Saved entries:
____________________
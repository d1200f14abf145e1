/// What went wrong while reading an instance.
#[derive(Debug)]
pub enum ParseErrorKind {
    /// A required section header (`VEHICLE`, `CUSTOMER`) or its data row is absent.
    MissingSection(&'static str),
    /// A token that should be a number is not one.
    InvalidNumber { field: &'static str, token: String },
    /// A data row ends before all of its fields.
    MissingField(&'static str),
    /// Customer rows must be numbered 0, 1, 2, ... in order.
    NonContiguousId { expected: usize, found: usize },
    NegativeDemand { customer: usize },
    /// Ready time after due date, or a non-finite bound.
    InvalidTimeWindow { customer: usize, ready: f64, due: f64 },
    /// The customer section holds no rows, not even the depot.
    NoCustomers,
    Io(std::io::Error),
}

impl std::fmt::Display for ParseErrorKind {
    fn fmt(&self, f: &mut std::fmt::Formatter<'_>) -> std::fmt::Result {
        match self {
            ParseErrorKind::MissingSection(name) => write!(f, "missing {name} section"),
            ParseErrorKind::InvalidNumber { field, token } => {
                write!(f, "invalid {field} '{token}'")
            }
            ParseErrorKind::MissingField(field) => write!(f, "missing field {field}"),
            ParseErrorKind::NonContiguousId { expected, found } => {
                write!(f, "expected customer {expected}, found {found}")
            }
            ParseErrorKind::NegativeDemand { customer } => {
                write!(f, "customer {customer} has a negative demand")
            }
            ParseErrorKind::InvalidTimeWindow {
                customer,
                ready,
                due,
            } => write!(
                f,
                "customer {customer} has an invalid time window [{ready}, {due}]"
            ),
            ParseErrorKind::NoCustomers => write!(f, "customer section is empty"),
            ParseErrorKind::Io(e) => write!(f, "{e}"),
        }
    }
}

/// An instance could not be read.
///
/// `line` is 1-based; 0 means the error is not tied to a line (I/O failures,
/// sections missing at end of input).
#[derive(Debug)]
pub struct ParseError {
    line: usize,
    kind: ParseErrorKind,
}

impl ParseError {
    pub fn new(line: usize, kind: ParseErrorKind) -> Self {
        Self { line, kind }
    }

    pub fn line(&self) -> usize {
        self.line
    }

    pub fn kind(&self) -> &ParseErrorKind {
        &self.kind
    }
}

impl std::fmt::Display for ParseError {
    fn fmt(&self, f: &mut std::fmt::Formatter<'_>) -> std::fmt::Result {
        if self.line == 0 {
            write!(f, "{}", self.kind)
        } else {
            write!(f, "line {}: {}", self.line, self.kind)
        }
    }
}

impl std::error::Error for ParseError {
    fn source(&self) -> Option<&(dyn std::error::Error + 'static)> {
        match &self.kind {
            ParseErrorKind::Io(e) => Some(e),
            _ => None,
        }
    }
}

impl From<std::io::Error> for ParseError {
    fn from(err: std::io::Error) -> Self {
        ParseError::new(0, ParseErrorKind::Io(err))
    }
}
____________________
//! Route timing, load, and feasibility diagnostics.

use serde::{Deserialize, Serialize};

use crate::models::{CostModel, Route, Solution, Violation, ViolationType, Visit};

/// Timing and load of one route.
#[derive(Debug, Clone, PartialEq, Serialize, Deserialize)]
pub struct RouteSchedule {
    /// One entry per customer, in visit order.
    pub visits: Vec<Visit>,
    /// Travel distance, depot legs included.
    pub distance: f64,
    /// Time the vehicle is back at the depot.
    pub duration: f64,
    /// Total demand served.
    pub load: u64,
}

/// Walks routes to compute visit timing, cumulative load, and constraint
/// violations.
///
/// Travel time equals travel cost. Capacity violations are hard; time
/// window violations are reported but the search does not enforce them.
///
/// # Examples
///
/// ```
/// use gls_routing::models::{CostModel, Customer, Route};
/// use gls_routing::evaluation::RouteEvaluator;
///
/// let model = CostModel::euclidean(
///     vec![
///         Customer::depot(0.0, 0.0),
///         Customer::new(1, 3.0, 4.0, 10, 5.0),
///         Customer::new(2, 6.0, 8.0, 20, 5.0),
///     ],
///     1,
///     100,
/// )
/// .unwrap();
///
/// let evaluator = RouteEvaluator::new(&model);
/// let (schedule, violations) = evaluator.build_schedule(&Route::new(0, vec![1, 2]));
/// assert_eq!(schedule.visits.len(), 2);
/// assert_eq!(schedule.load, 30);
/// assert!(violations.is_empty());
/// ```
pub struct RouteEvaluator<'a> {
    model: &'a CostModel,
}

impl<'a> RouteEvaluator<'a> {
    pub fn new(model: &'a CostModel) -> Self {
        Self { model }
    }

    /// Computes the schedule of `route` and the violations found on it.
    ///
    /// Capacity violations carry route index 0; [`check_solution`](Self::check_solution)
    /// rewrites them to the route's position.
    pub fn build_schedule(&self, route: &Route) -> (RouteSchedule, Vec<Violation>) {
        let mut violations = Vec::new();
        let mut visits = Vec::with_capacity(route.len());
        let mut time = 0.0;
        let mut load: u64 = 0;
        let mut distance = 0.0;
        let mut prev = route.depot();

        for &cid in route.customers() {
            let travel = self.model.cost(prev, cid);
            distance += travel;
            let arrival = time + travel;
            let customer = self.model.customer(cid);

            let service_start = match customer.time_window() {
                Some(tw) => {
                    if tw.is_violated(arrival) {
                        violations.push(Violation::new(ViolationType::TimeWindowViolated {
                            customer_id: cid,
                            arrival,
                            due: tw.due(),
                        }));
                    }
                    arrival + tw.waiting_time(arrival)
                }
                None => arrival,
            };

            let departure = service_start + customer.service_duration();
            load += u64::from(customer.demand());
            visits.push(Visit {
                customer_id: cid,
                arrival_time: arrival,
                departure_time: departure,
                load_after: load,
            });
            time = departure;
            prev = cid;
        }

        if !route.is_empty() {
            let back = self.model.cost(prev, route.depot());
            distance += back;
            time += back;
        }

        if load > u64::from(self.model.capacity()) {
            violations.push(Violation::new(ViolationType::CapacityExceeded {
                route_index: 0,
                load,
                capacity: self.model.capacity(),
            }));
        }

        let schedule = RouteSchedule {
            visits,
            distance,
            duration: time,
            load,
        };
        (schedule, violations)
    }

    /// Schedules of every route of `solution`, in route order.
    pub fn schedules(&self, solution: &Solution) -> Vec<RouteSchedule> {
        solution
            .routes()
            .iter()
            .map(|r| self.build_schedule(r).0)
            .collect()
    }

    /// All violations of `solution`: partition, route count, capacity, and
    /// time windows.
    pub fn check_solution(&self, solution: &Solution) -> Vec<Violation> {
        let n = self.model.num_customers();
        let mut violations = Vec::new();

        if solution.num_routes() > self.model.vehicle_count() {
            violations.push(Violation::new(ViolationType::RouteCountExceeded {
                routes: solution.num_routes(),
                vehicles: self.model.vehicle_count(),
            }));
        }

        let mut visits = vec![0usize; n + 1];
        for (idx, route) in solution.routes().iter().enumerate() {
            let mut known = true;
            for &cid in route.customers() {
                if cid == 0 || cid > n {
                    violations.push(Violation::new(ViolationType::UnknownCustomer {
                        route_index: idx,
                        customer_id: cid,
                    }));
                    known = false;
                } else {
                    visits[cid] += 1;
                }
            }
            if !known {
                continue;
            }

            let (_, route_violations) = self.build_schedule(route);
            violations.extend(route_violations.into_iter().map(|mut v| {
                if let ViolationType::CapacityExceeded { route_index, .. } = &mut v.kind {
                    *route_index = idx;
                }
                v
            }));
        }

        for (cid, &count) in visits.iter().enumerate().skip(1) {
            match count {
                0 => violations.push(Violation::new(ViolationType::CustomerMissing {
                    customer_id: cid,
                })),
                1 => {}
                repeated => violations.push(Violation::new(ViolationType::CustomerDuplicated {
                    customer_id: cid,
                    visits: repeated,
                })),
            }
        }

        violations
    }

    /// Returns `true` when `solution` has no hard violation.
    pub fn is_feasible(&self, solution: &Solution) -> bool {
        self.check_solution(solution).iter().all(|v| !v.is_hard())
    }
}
____________________
• **Brief**
Which lines above run from the one containing "row is absent." to the one containing "impl std::fmt::Display for ParseErrorKind"? Give them again exactly, both ends included.

• **Answer box**
    /// A required section header (`VEHICLE`, `CUSTOMER`) or its data row is absent.
    MissingSection(&'static str),
    /// A token that should be a number is not one.
    InvalidNumber { field: &'static str, token: String },
    /// A data row ends before all of its fields.
    MissingField(&'static str),
    /// Customer rows must be numbered 0, 1, 2, ... in order.
    NonContiguousId { expected: usize, found: usize },
    NegativeDemand { customer: usize },
    /// Ready time after due date, or a non-finite bound.
    InvalidTimeWindow { customer: usize, ready: f64, due: f64 },
    /// The customer section holds no rows, not even the depot.
    NoCustomers,
    Io(std::io::Error),
}

impl std::fmt::Display for ParseErrorKind {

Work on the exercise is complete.